Exercise description
All that is wanted is how many lines in the records below include the string "AtomicUsize".

Saved entries:
+++

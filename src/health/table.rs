//! The status table owned by the poller.

use super::state::{HealthCheckResult, ServiceState, ServiceStatus, StatusSummary};
use crate::registry::ServiceRegistry;
use dashmap::DashMap;

/// One status record per registered service.
///
/// Seeded with `Unknown` records at construction; records are replaced,
/// never added or removed, so the key set always matches the registry.
/// Readers get clones and never see a partially written record.
#[derive(Debug)]
pub struct StatusTable {
    order: Vec<String>,
    entries: DashMap<String, ServiceStatus>,
}

impl StatusTable {
    pub fn new(registry: &ServiceRegistry) -> Self {
        let order: Vec<String> = registry.ids().map(String::from).collect();
        let entries = order
            .iter()
            .map(|id| (id.clone(), ServiceStatus::unknown(id)))
            .collect();
        Self { order, entries }
    }

    /// Replace a service's record with the outcome of a check.
    ///
    /// Returns the previous state, or `None` for an id that isn't registered
    /// (the table is left unchanged).
    pub fn record(&self, service_id: &str, result: &HealthCheckResult) -> Option<ServiceState> {
        let mut entry = self.entries.get_mut(service_id)?;
        let previous = entry.state;
        *entry = ServiceStatus::from_result(service_id, result, chrono::Utc::now());
        Some(previous)
    }

    pub fn get(&self, service_id: &str) -> Option<ServiceStatus> {
        self.entries.get(service_id).map(|e| e.value().clone())
    }

    /// All records in registry order.
    pub fn snapshot(&self) -> Vec<ServiceStatus> {
        self.order.iter().filter_map(|id| self.get(id)).collect()
    }

    pub fn summary(&self) -> StatusSummary {
        StatusSummary::from_statuses(&self.snapshot())
    }

    pub fn len(&self) -> usize {
        self.order.len()
    }

    pub fn is_empty(&self) -> bool {
        self.order.is_empty()
    }
}
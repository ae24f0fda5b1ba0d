//! Completions command implementation

use crate::cli::{Cli, CompletionsArgs};
use clap::CommandFactory;
use clap_complete::generate;
use std::io::{self, Write};

/// Write completions for `args.shell` to `out`.
pub fn write_completions(args: &CompletionsArgs, out: &mut dyn Write) {
    let mut cmd = Cli::command();
    let bin_name = cmd.get_name().to_string();
    generate(args.shell, &mut cmd, bin_name, out);
}

/// Handle `sogum completions` command
pub fn handle_completions(args: &CompletionsArgs) {
    write_completions(args, &mut io::stdout());
}
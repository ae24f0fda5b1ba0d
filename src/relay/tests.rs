//! Unit tests for the chat relay, using a stub backend.

use super::*;
use async_trait::async_trait;
use proptest::prelude::*;
use std::sync::atomic::{AtomicUsize, Ordering};
use std::sync::Mutex;

/// Backend that returns a canned result and records every request.
struct StubBackend {
    calls: AtomicUsize,
    last_request: Mutex<Option<GenerationRequest>>,
    result: Result<GenerationResponse, BackendError>,
}

impl StubBackend {
    fn answering(text: &str) -> Arc<Self> {
        Arc::new(Self {
            calls: AtomicUsize::new(0),
            last_request: Mutex::new(None),
            result: Ok(GenerationResponse {
                response: text.to_string(),
                model: None,
            }),
        })
    }

    fn failing(error: BackendError) -> Arc<Self> {
        Arc::new(Self {
            calls: AtomicUsize::new(0),
            last_request: Mutex::new(None),
            result: Err(error),
        })
    }

    fn calls(&self) -> usize {
        self.calls.load(Ordering::SeqCst)
    }

    fn last_request(&self) -> GenerationRequest {
        self.last_request.lock().unwrap().clone().unwrap()
    }
}

#[async_trait]
impl GenerationBackend for StubBackend {
    fn name(&self) -> &str {
        "stub"
    }

    async fn generate(
        &self,
        request: &GenerationRequest,
        _timeout: Duration,
    ) -> Result<GenerationResponse, BackendError> {
        self.calls.fetch_add(1, Ordering::SeqCst);
        *self.last_request.lock().unwrap() = Some(request.clone());
        self.result.clone()
    }
}

fn relay_with(backend: Arc<StubBackend>) -> ChatRelay {
    ChatRelay::new(backend, RelayConfig::default())
}

// ============================================================================
// Validation
// ============================================================================

#[tokio::test]
async fn test_empty_prompt_rejected_without_downstream_call() {
    let backend = StubBackend::answering("unused");
    let relay = relay_with(backend.clone());

    for prompt in ["", "   ", "\n\t "] {
        let result = relay.relay("req", prompt, &RelayOptions::default()).await;
        assert!(matches!(result, Err(RelayError::InvalidInput(_))));
    }
    assert_eq!(backend.calls(), 0);
}

#[tokio::test]
async fn test_overlong_prompt_rejected() {
    let backend = StubBackend::answering("unused");
    let relay = relay_with(backend.clone());

    let prompt = "a".repeat(4001);
    let result = relay.relay("req", &prompt, &RelayOptions::default()).await;
    assert!(matches!(result, Err(RelayError::InvalidInput(ref m)) if m.contains("4000")));
    assert_eq!(backend.calls(), 0);
}

#[tokio::test]
async fn test_prompt_at_limit_accepted() {
    let backend = StubBackend::answering("ok");
    let relay = relay_with(backend.clone());

    let prompt = "a".repeat(4000);
    assert!(relay
        .relay("req", &prompt, &RelayOptions::default())
        .await
        .is_ok());
    assert_eq!(backend.calls(), 1);
}

#[test]
fn test_length_counts_characters_not_bytes() {
    let relay = relay_with(StubBackend::answering("ok"));
    // 4000 three-byte characters
    let prompt = "語".repeat(4000);
    assert!(relay.validate(&prompt).is_ok());
}

proptest! {
    #[test]
    fn prop_whitespace_only_prompts_are_invalid(prompt in "[ \\t\\n\\r]{0,64}") {
        let relay = relay_with(StubBackend::answering("ok"));
        prop_assert!(matches!(relay.validate(&prompt), Err(RelayError::InvalidInput(_))));
    }

    #[test]
    fn prop_valid_prompts_come_back_trimmed(body in "[a-zA-Z0-9?*]{1,40}", pad in 0usize..5) {
        let relay = relay_with(StubBackend::answering("ok"));
        let padded = format!("{}{}{}", " ".repeat(pad), body, "\n".repeat(pad));
        prop_assert_eq!(relay.validate(&padded).unwrap(), body.as_str());
    }
}

// ============================================================================
// Forwarding
// ============================================================================

#[tokio::test]
async fn test_answer_extracted_from_response() {
    let backend = StubBackend::answering("42");
    let relay = relay_with(backend.clone());

    let answer = relay
        .relay("req-42", "What is 6*7?", &RelayOptions::default())
        .await
        .unwrap();
    assert_eq!(answer.answer, "42");
    assert_eq!(answer.request_id, "req-42");
    assert_eq!(answer.model, "llama3.2");
}

#[tokio::test]
async fn test_request_uses_config_defaults_and_trims_prompt() {
    let backend = StubBackend::answering("hi");
    let relay = relay_with(backend.clone());

    relay
        .relay("req", "  hello  ", &RelayOptions::default())
        .await
        .unwrap();

    let request = backend.last_request();
    assert_eq!(request.prompt, "hello");
    assert_eq!(request.model, "llama3.2");
    assert!(!request.stream);
    assert!((request.options.temperature - 0.7).abs() < f32::EPSILON);
    assert_eq!(request.options.num_predict, 512);
}

#[tokio::test]
async fn test_request_options_override_defaults() {
    let backend = StubBackend::answering("hi");
    let relay = relay_with(backend.clone());

    let options = RelayOptions {
        model: Some("mistral".to_string()),
        temperature: Some(0.1),
    };
    let answer = relay.relay("req", "hello", &options).await.unwrap();

    let request = backend.last_request();
    assert_eq!(request.model, "mistral");
    assert!((request.options.temperature - 0.1).abs() < f32::EPSILON);
    assert_eq!(answer.model, "mistral");
}

#[test]
fn test_blank_model_override_falls_back_to_default() {
    let relay = relay_with(StubBackend::answering("hi"));
    let options = RelayOptions {
        model: Some("  ".to_string()),
        temperature: None,
    };
    assert_eq!(relay.build_request("hi", &options).model, "llama3.2");
}

#[tokio::test]
async fn test_backend_model_name_wins_when_reported() {
    let backend = Arc::new(StubBackend {
        calls: AtomicUsize::new(0),
        last_request: Mutex::new(None),
        result: Ok(GenerationResponse {
            response: "hi".to_string(),
            model: Some("llama3.2:latest".to_string()),
        }),
    });
    let relay = relay_with(backend);

    let answer = relay
        .relay("req", "hello", &RelayOptions::default())
        .await
        .unwrap();
    assert_eq!(answer.model, "llama3.2:latest");
}

// ============================================================================
// Error mapping
// ============================================================================

#[tokio::test]
async fn test_unreachable_backend_maps_to_backend_unavailable() {
    let backend = StubBackend::failing(BackendError::Unreachable("refused".to_string()));
    let relay = relay_with(backend.clone());

    let result = relay.relay("req", "hello", &RelayOptions::default()).await;
    assert!(matches!(result, Err(RelayError::BackendUnavailable(_))));
    // No retries
    assert_eq!(backend.calls(), 1);
}

/// Backend that sleeps past any deadline and ignores the one it is given.
struct HangingBackend;

#[async_trait]
impl GenerationBackend for HangingBackend {
    fn name(&self) -> &str {
        "hanging"
    }

    async fn generate(
        &self,
        _request: &GenerationRequest,
        _timeout: Duration,
    ) -> Result<GenerationResponse, BackendError> {
        tokio::time::sleep(Duration::from_secs(2)).await;
        Ok(GenerationResponse {
            response: "late".to_string(),
            model: None,
        })
    }
}

#[tokio::test]
async fn test_relay_enforces_deadline_on_any_backend() {
    let relay = ChatRelay::new(Arc::new(HangingBackend), RelayConfig::default())
        .with_timeout(Duration::from_millis(100));

    let start = std::time::Instant::now();
    let result = relay.relay("req", "hello", &RelayOptions::default()).await;
    let elapsed = start.elapsed();

    assert_eq!(result, Err(RelayError::Timeout(100)));
    assert!(elapsed < Duration::from_millis(500), "took {:?}", elapsed);
}

#[test]
fn test_backend_error_mapping() {
    assert_eq!(
        RelayError::from(BackendError::ModelNotFound("ghost".to_string())),
        RelayError::InvalidModel("ghost".to_string())
    );
    assert_eq!(
        RelayError::from(BackendError::Timeout(60_000)),
        RelayError::Timeout(60_000)
    );
    assert!(matches!(
        RelayError::from(BackendError::Upstream {
            status: 500,
            message: "boom".to_string()
        }),
        RelayError::Internal(_)
    ));
    assert!(matches!(
        RelayError::from(BackendError::InvalidResponse("not json".to_string())),
        RelayError::Internal(_)
    ));
}

#[test]
fn test_public_message_hides_infrastructure_detail() {
    let error = RelayError::Internal("stack trace at backend.rs:42".to_string());
    assert_eq!(error.public_message(), "Internal server error");

    let error = RelayError::BackendUnavailable("tcp connect error 127.0.0.1:11434".to_string());
    assert!(!error.public_message().contains("11434"));
}

#[test]
fn test_error_codes() {
    assert_eq!(RelayError::InvalidInput(String::new()).code(), "invalid_input");
    assert_eq!(RelayError::InvalidModel(String::new()).code(), "invalid_model");
    assert_eq!(
        RelayError::BackendUnavailable(String::new()).code(),
        "backend_unavailable"
    );
    assert_eq!(RelayError::Timeout(1).code(), "timeout");
    assert_eq!(RelayError::Internal(String::new()).code(), "internal_error");
}

#[test]
fn test_relay_answer_serializes_request_id_camel_case() {
    let answer = RelayAnswer {
        answer: "42".to_string(),
        model: "llama3.2".to_string(),
        request_id: "abc".to_string(),
    };
    let json = serde_json::to_value(&answer).unwrap();
    assert_eq!(json["requestId"], "abc");
    assert_eq!(json["answer"], "42");
}

#[test]
fn test_timeout_from_config() {
    let relay = relay_with(StubBackend::answering("ok"));
    assert_eq!(relay.timeout(), Duration::from_secs(60));

    let relay = relay.with_timeout(Duration::from_millis(250));
    assert_eq!(relay.timeout(), Duration::from_millis(250));
}
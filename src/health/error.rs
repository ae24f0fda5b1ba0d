//! Error types for health checking.

use thiserror::Error;

/// Reasons a health check classified a service as offline.
#[derive(Debug, Clone, PartialEq, Eq, Error)]
pub enum HealthCheckError {
    /// No response before the deadline
    #[error("request timeout after {0}ms")]
    Timeout(u64),

    /// Connection refused, unreachable host, or DNS failure
    #[error("connection failed: {0}")]
    ConnectionFailed(String),

    /// Response with a non-2xx status
    #[error("HTTP error: {0}")]
    HttpError(u16),

    /// Any other transport failure
    #[error("request failed: {0}")]
    Request(String),
}

impl HealthCheckError {
    /// Classify a reqwest error.
    pub fn from_reqwest(e: reqwest::Error, timeout_ms: u64) -> Self {
        if e.is_timeout() {
            Self::Timeout(timeout_ms)
        } else if e.is_connect() {
            Self::ConnectionFailed(e.to_string())
        } else {
            Self::Request(e.to_string())
        }
    }
}
//! Per-service status records.

use super::error::HealthCheckError;
use chrono::{DateTime, Utc};
use serde::{Deserialize, Serialize};

/// Liveness state of one service.
#[derive(Debug, Clone, Copy, PartialEq, Eq, Serialize, Deserialize)]
#[serde(rename_all = "lowercase")]
pub enum ServiceState {
    /// Not checked yet
    Unknown,
    Online,
    Offline,
}

/// Result of one health check.
#[derive(Debug, Clone, PartialEq, Eq)]
pub enum HealthCheckResult {
    /// 2xx response within the deadline
    Online { latency_ms: u32 },
    /// Timeout, transport failure, or non-2xx status
    Offline { error: HealthCheckError },
}

impl HealthCheckResult {
    pub fn state(&self) -> ServiceState {
        match self {
            Self::Online { .. } => ServiceState::Online,
            Self::Offline { .. } => ServiceState::Offline,
        }
    }

    pub fn is_online(&self) -> bool {
        matches!(self, Self::Online { .. })
    }
}

/// Latest known status of one service.
///
/// Always replaced as a whole, so every field comes from the same check.
#[derive(Debug, Clone, PartialEq, Eq, Serialize, Deserialize)]
pub struct ServiceStatus {
    pub service_id: String,
    pub state: ServiceState,
    /// When the last check completed
    pub last_checked_at: Option<DateTime<Utc>>,
    #[serde(skip_serializing_if = "Option::is_none")]
    pub latency_ms: Option<u32>,
    #[serde(skip_serializing_if = "Option::is_none")]
    pub last_error: Option<String>,
}

impl ServiceStatus {
    /// Status before the first check.
    pub fn unknown(service_id: &str) -> Self {
        Self {
            service_id: service_id.to_string(),
            state: ServiceState::Unknown,
            last_checked_at: None,
            latency_ms: None,
            last_error: None,
        }
    }

    pub fn from_result(service_id: &str, result: &HealthCheckResult, at: DateTime<Utc>) -> Self {
        let (latency_ms, last_error) = match result {
            HealthCheckResult::Online { latency_ms } => (Some(*latency_ms), None),
            HealthCheckResult::Offline { error } => (None, Some(error.to_string())),
        };
        Self {
            service_id: service_id.to_string(),
            state: result.state(),
            last_checked_at: Some(at),
            latency_ms,
            last_error,
        }
    }
}

/// Overall label for the whole service set.
#[derive(Debug, Clone, Copy, PartialEq, Eq, Serialize, Deserialize)]
#[serde(rename_all = "lowercase")]
pub enum OverallStatus {
    /// Every service online
    Healthy,
    /// Some services online
    Degraded,
    /// No service online
    Offline,
}

/// Service counts by state.
#[derive(Debug, Clone, PartialEq, Eq, Serialize, Deserialize)]
pub struct StatusSummary {
    pub status: OverallStatus,
    pub total: usize,
    pub online: usize,
    pub offline: usize,
    pub unknown: usize,
}

impl StatusSummary {
    pub fn from_statuses<'a>(statuses: impl IntoIterator<Item = &'a ServiceStatus>) -> Self {
        let (mut total, mut online, mut offline, mut unknown) = (0, 0, 0, 0);
        for status in statuses {
            total += 1;
            match status.state {
                ServiceState::Online => online += 1,
                ServiceState::Offline => offline += 1,
                ServiceState::Unknown => unknown += 1,
            }
        }

        let status = match (online, total) {
            (o, t) if o == t && t > 0 => OverallStatus::Healthy,
            (o, _) if o > 0 => OverallStatus::Degraded,
            _ => OverallStatus::Offline,
        };

        Self {
            status,
            total,
            online,
            offline,
            unknown,
        }
    }
}

/// Snapshot pushed to WebSocket subscribers after each poll cycle.
#[derive(Debug, Clone, Serialize, Deserialize)]
pub struct StatusUpdate {
    #[serde(rename = "type")]
    pub update_type: String,
    pub data: Vec<ServiceStatus>,
}

impl StatusUpdate {
    pub fn service_status(data: Vec<ServiceStatus>) -> Self {
        Self {
            update_type: "service_status".to_string(),
            data,
        }
    }
}
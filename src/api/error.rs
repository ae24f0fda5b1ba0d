//! Error payloads for the HTTP API.
//!
//! Every failure is returned as `{error, code, requestId?}`. The message is
//! always safe for clients; infrastructure detail only goes to the logs.

use crate::relay::RelayError;
use axum::{
    http::StatusCode,
    response::{IntoResponse, Json, Response},
};
use serde::Serialize;

/// API error response.
#[derive(Debug, Clone, PartialEq, Eq, Serialize)]
#[serde(rename_all = "camelCase")]
pub struct ApiError {
    #[serde(skip)]
    status: StatusCode,
    /// Human-readable message
    pub error: String,
    /// Machine-readable code
    pub code: String,
    #[serde(skip_serializing_if = "Option::is_none")]
    pub request_id: Option<String>,
}

impl ApiError {
    fn new(status: StatusCode, message: impl Into<String>, code: &str) -> Self {
        Self {
            status,
            error: message.into(),
            code: code.to_string(),
            request_id: None,
        }
    }

    /// Create a bad request error (400).
    pub fn bad_request(message: &str) -> Self {
        Self::new(StatusCode::BAD_REQUEST, message, "invalid_input")
    }

    /// Create a not found error (404).
    pub fn not_found(message: &str) -> Self {
        Self::new(StatusCode::NOT_FOUND, message, "not_found")
    }

    /// Create a rate limit error (429).
    pub fn rate_limited() -> Self {
        Self::new(
            StatusCode::TOO_MANY_REQUESTS,
            "Too many requests, please try again later",
            "rate_limited",
        )
    }

    /// Map a relay failure to its public payload.
    pub fn from_relay(e: &RelayError, request_id: &str) -> Self {
        Self::new(relay_status(e), e.public_message(), e.code()).with_request_id(request_id)
    }

    pub fn with_request_id(mut self, request_id: &str) -> Self {
        self.request_id = Some(request_id.to_string());
        self
    }

    pub fn status_code(&self) -> StatusCode {
        self.status
    }
}

fn relay_status(e: &RelayError) -> StatusCode {
    match e {
        RelayError::InvalidInput(_) | RelayError::InvalidModel(_) => StatusCode::BAD_REQUEST,
        RelayError::BackendUnavailable(_) => StatusCode::SERVICE_UNAVAILABLE,
        RelayError::Timeout(_) => StatusCode::GATEWAY_TIMEOUT,
        RelayError::Internal(_) => StatusCode::INTERNAL_SERVER_ERROR,
    }
}

impl IntoResponse for ApiError {
    fn into_response(self) -> Response {
        (self.status_code(), Json(self)).into_response()
    }
}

+++

Response
5